俗话说:“受降难于受敌。”但这并不是指这种情况。
如果两国对峙,势均力敌,对方突然投降,真假难辨,那确实很难相信。
但现在是以全天下的力量,奉天子的威严,讨伐逆臣并将他们逼入死地。他们能活命就是万幸,就算心里有假,又能翻起什么浪?把他们的生死荣辱掌握在我的手掌心里,这有什么难的?
想当年光武帝初定洛阳,寇盗林立,他统帅孤军去阻挡归寇的冲击,那是真的难。但他一句话就能打消刘盆子的觊觎之心,轻易得就像那样。
何况此时史朝义、李惟岳这种焚林大火已经熄灭,天下难道还剩下什么未灭的火把吗?
这些人罪恶滔天,就算杀掉他们,也不能算是不仁。如果能像对待刘盆子那样饶他们不死,让他们终老于汉土,这已经是天大的恩德了,毕竟不像白起、项羽那样坑杀降卒那么惨烈。

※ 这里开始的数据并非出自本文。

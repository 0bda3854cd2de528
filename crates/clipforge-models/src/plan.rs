//! Edit plans: kept segments and the source-to-output timeline map.
//!
//! The timeline map is the single source of truth shared by audio assembly,
//! caption timing, and the renderer's filter graph. All three consume the
//! same plan; none may re-derive or re-snap its times.

use serde::{Deserialize, Serialize};
use std::path::PathBuf;

use crate::format::ExportFormat;
use crate::preset::PlatformPreset;
use crate::transcript::Transcript;

/// One clip export request.
///
/// Invariant: `0 <= clip_start < clip_end <= source_duration` (validated by
/// the orchestrator after probing the source).
#[derive(Debug, Clone, Serialize, Deserialize)]
pub struct ClipRequest {
    /// Stable identifier for the source (VAD cache key component).
    pub source_id: String,
    /// Path to the source video file.
    pub source_path: PathBuf,
    /// Clip start in source-time seconds.
    pub clip_start: f64,
    /// Clip end in source-time seconds.
    pub clip_end: f64,
    pub target_format: ExportFormat,
    pub preset: PlatformPreset,
    /// Burn captions when a transcript is present.
    #[serde(default = "default_include_captions")]
    pub include_captions: bool,
    /// Word-level transcript for caption timing.
    #[serde(skip_serializing_if = "Option::is_none")]
    pub transcript: Option<Transcript>,
    /// Optional per-request silence adjustments.
    #[serde(skip_serializing_if = "Option::is_none")]
    pub adjustments: Option<Adjustments>,
    /// Path for the rendered output.
    pub output_path: PathBuf,
}

fn default_include_captions() -> bool {
    true
}

impl ClipRequest {
    /// Duration of the requested clip window in seconds.
    pub fn clip_duration(&self) -> f64 {
        self.clip_end - self.clip_start
    }
}

/// Per-request overrides applied on top of the preset.
#[derive(Debug, Clone, Default, Serialize, Deserialize)]
pub struct Adjustments {
    /// Replaces the preset's `max_kept_silence_s` when set.
    #[serde(skip_serializing_if = "Option::is_none")]
    pub max_kept_silence_s: Option<f64>,
    /// Per-silence keep overrides, matched by detected silence start.
    #[serde(default, skip_serializing_if = "Vec::is_empty")]
    pub silence_overrides: Vec<SilenceOverride>,
}

/// Override for a single detected silence.
///
/// Matches a silence whose detected start lies within 100 ms of
/// `src_start`.
#[derive(Debug, Clone, Copy, Serialize, Deserialize)]
pub struct SilenceOverride {
    /// Source-time start of the silence being overridden.
    pub src_start: f64,
    /// Milliseconds of the silence to keep (0 removes it entirely).
    pub keep_ms: u64,
}

/// A contiguous range of source media that survives editing.
///
/// Fades describe the crossfade shared with the previous/next kept segment;
/// the first segment has `lead_fade_s = 0`, the last has `trail_fade_s = 0`.
#[derive(Debug, Clone, Copy, PartialEq, Serialize, Deserialize)]
pub struct KeptSegment {
    pub src_start: f64,
    pub src_end: f64,
    pub lead_fade_s: f64,
    pub trail_fade_s: f64,
}

impl KeptSegment {
    pub fn duration(&self) -> f64 {
        self.src_end - self.src_start
    }
}

/// One piece of the piecewise-affine source-to-output mapping.
///
/// Slope is 1 on every span: `out_end - out_start == src_end - src_start`.
#[derive(Debug, Clone, Copy, PartialEq, Serialize, Deserialize)]
pub struct TimelineSpan {
    pub src_start: f64,
    pub src_end: f64,
    pub out_start: f64,
    pub out_end: f64,
}

impl TimelineSpan {
    /// Whether `src_t` lies inside this span's half-open source interval.
    pub fn contains_src(&self, src_t: f64) -> bool {
        src_t >= self.src_start && src_t < self.src_end
    }
}

/// Monotone piecewise-affine map from source-time to output-time.
///
/// Spans are ordered by source time. Where a crossfade joins two kept
/// segments their output intervals overlap by the fade length; the mapping
/// on that overlap is defined by the later span, which keeps it monotone
/// with slope 1.
#[derive(Debug, Clone, Default, PartialEq, Serialize, Deserialize)]
pub struct TimelineMap {
    pub spans: Vec<TimelineSpan>,
}

impl TimelineMap {
    /// Total output duration: `out_end` of the last span.
    pub fn output_duration(&self) -> f64 {
        self.spans.last().map(|s| s.out_end).unwrap_or(0.0)
    }

    /// Map a source timestamp to output-time.
    ///
    /// Returns `None` when the timestamp falls in removed material. On the
    /// crossfade overlap the later affine piece wins.
    pub fn source_to_output(&self, src_t: f64) -> Option<f64> {
        self.span_containing(src_t)
            .map(|span| span.out_start + (src_t - span.src_start))
    }

    /// The span whose source interval contains `src_t`, preferring the
    /// later span when boundaries touch.
    pub fn span_containing(&self, src_t: f64) -> Option<&TimelineSpan> {
        self.spans.iter().rev().find(|span| span.contains_src(src_t))
    }
}

/// Complete edit plan for one request.
#[derive(Debug, Clone, Serialize, Deserialize)]
pub struct EditPlan {
    pub source_id: String,
    pub preset: PlatformPreset,
    pub clip_start: f64,
    pub clip_end: f64,
    pub kept_segments: Vec<KeptSegment>,
    pub timeline: TimelineMap,
    /// Output duration after silence removal; equals the timeline's last
    /// `out_end`.
    pub output_duration: f64,
    /// Number of silences detected inside the clip window.
    pub silences_detected: usize,
    /// Number of silences shortened or removed.
    pub silences_trimmed: usize,
}

impl EditPlan {
    /// Time removed relative to the raw clip window.
    pub fn time_saved(&self) -> f64 {
        (self.clip_end - self.clip_start) - self.output_duration
    }

    /// Percentage of the clip window removed by editing.
    pub fn reduction_percent(&self) -> f64 {
        let original = self.clip_end - self.clip_start;
        if original <= 0.0 {
            return 0.0;
        }
        self.time_saved() / original * 100.0
    }
}

#[cfg(test)]
mod tests {
    use super::*;

    fn map(spans: &[(f64, f64, f64, f64)]) -> TimelineMap {
        TimelineMap {
            spans: spans
                .iter()
                .map(|&(src_start, src_end, out_start, out_end)| TimelineSpan {
                    src_start,
                    src_end,
                    out_start,
                    out_end,
                })
                .collect(),
        }
    }

    #[test]
    fn test_source_to_output_inside_span() {
        let m = map(&[(10.0, 12.0, 0.0, 2.0), (15.0, 18.0, 1.99, 4.99)]);
        assert_eq!(m.source_to_output(10.5), Some(0.5));
        assert!((m.source_to_output(16.0).unwrap() - 2.99).abs() < 1e-9);
    }

    #[test]
    fn test_source_to_output_in_removed_material() {
        let m = map(&[(10.0, 12.0, 0.0, 2.0), (15.0, 18.0, 2.0, 5.0)]);
        assert_eq!(m.source_to_output(13.0), None);
    }

    #[test]
    fn test_output_duration_is_last_out_end() {
        let m = map(&[(0.0, 2.0, 0.0, 2.0), (3.0, 5.0, 1.99, 3.99)]);
        assert!((m.output_duration() - 3.99).abs() < 1e-9);
    }

    #[test]
    fn test_monotone_within_spans() {
        let m = map(&[(0.0, 2.0, 0.0, 2.0), (3.0, 5.0, 1.99, 3.99)]);
        let a = m.source_to_output(0.5).unwrap();
        let b = m.source_to_output(1.5).unwrap();
        let c = m.source_to_output(3.5).unwrap();
        assert!(a < b && b < c);
    }

    #[test]
    fn test_time_saved() {
        let plan = EditPlan {
            source_id: "s".to_string(),
            preset: PlatformPreset::Linkedin,
            clip_start: 90.0,
            clip_end: 123.0,
            kept_segments: vec![],
            timeline: TimelineMap::default(),
            output_duration: 30.7,
            silences_detected: 3,
            silences_trimmed: 1,
        };
        assert!((plan.time_saved() - 2.3).abs() < 1e-9);
        assert!((plan.reduction_percent() - 2.3 / 33.0 * 100.0).abs() < 1e-9);
    }
}
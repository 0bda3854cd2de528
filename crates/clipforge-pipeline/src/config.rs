//! Pipeline configuration.

use std::time::Duration;

/// Tunables for the export pipeline.
#[derive(Debug, Clone)]
pub struct PipelineConfig {
    /// Sample rate for extracted PCM (Silero VAD requires 8k or 16k).
    pub pcm_sample_rate: u32,
    /// Timeout for VAD inference over the full source.
    pub vad_timeout: Duration,
    /// Timeout per vision oracle frame request.
    pub vision_timeout: Duration,
    /// Retries per vision frame after the initial attempt.
    pub vision_retries: u32,
    /// Frames sampled across the clip range for subject localization.
    pub vision_frame_samples: usize,
    /// Longest edge of frames sent to the vision oracle.
    pub vision_frame_max_dim: u32,
    /// Maximum words per caption chunk.
    pub max_words_per_chunk: usize,
    /// Maximum caption chunk duration in seconds.
    pub max_chunk_duration_s: f64,
    /// Output-time word gap that forces a new caption chunk.
    pub max_intra_chunk_gap_s: f64,
    /// Subject confidence below which the crop is flagged for review.
    pub review_confidence_threshold: f64,
}

impl Default for PipelineConfig {
    fn default() -> Self {
        Self {
            pcm_sample_rate: 16_000,
            vad_timeout: Duration::from_secs(60),
            vision_timeout: Duration::from_secs(10),
            vision_retries: 2,
            vision_frame_samples: 5,
            vision_frame_max_dim: 720,
            max_words_per_chunk: 5,
            max_chunk_duration_s: 3.0,
            max_intra_chunk_gap_s: 0.7,
            review_confidence_threshold: 0.70,
        }
    }
}

impl PipelineConfig {
    /// Create config from environment variables, falling back to defaults.
    pub fn from_env() -> Self {
        let defaults = Self::default();
        Self {
            pcm_sample_rate: env_parse("CLIPFORGE_PCM_RATE", defaults.pcm_sample_rate),
            vad_timeout: Duration::from_secs(env_parse(
                "CLIPFORGE_VAD_TIMEOUT_SECS",
                defaults.vad_timeout.as_secs(),
            )),
            vision_timeout: Duration::from_secs(env_parse(
                "CLIPFORGE_VISION_TIMEOUT_SECS",
                defaults.vision_timeout.as_secs(),
            )),
            vision_retries: env_parse("CLIPFORGE_VISION_RETRIES", defaults.vision_retries),
            max_words_per_chunk: env_parse(
                "CLIPFORGE_CAPTION_MAX_WORDS",
                defaults.max_words_per_chunk,
            ),
            ..defaults
        }
    }
}

fn env_parse<T: std::str::FromStr>(key: &str, default: T) -> T {
    std::env::var(key)
        .ok()
        .and_then(|s| s.parse().ok())
        .unwrap_or(default)
}

#[cfg(test)]
mod tests {
    use super::*;

    #[test]
    fn test_defaults() {
        let cfg = PipelineConfig::default();
        assert_eq!(cfg.pcm_sample_rate, 16_000);
        assert_eq!(cfg.vad_timeout, Duration::from_secs(60));
        assert_eq!(cfg.vision_retries, 2);
        assert_eq!(cfg.vision_frame_samples, 5);
    }
}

然而唐朝的君臣,急于求得乱世的苟且安定,一听到叛军瓦解,就惊喜得手足无措,把毒蝎毒蜂都收纳在怀里。
这种愚蠢,足以亡国!没亡国只是运气好罢了。
你看,朱温背叛黄巢归降大唐,最终却篡夺了大唐;郭药师背叛契丹归降大宋,最终却灭了大宋。
虽然代宗、德宗的时候,大唐疆域还算强盛,所以才免于灭亡。但是,大唐却逐渐混乱,最终亡于降贼之手,祸根就是从这里开始的。
当年宠信 薛嵩 等人,给他们裂土分疆,那是仆固怀恩的奸计;而君主和大臣居然听从了,这是他们的苟且偷安。
至于后来的张孝忠、王武俊,是德宗自己给与了他们权势,但却又猜忌打压他们,以致天下不宁。 连马燧这样的功臣都不能获得类似贼寇的信任或权势,猜忌总会毁掉一切。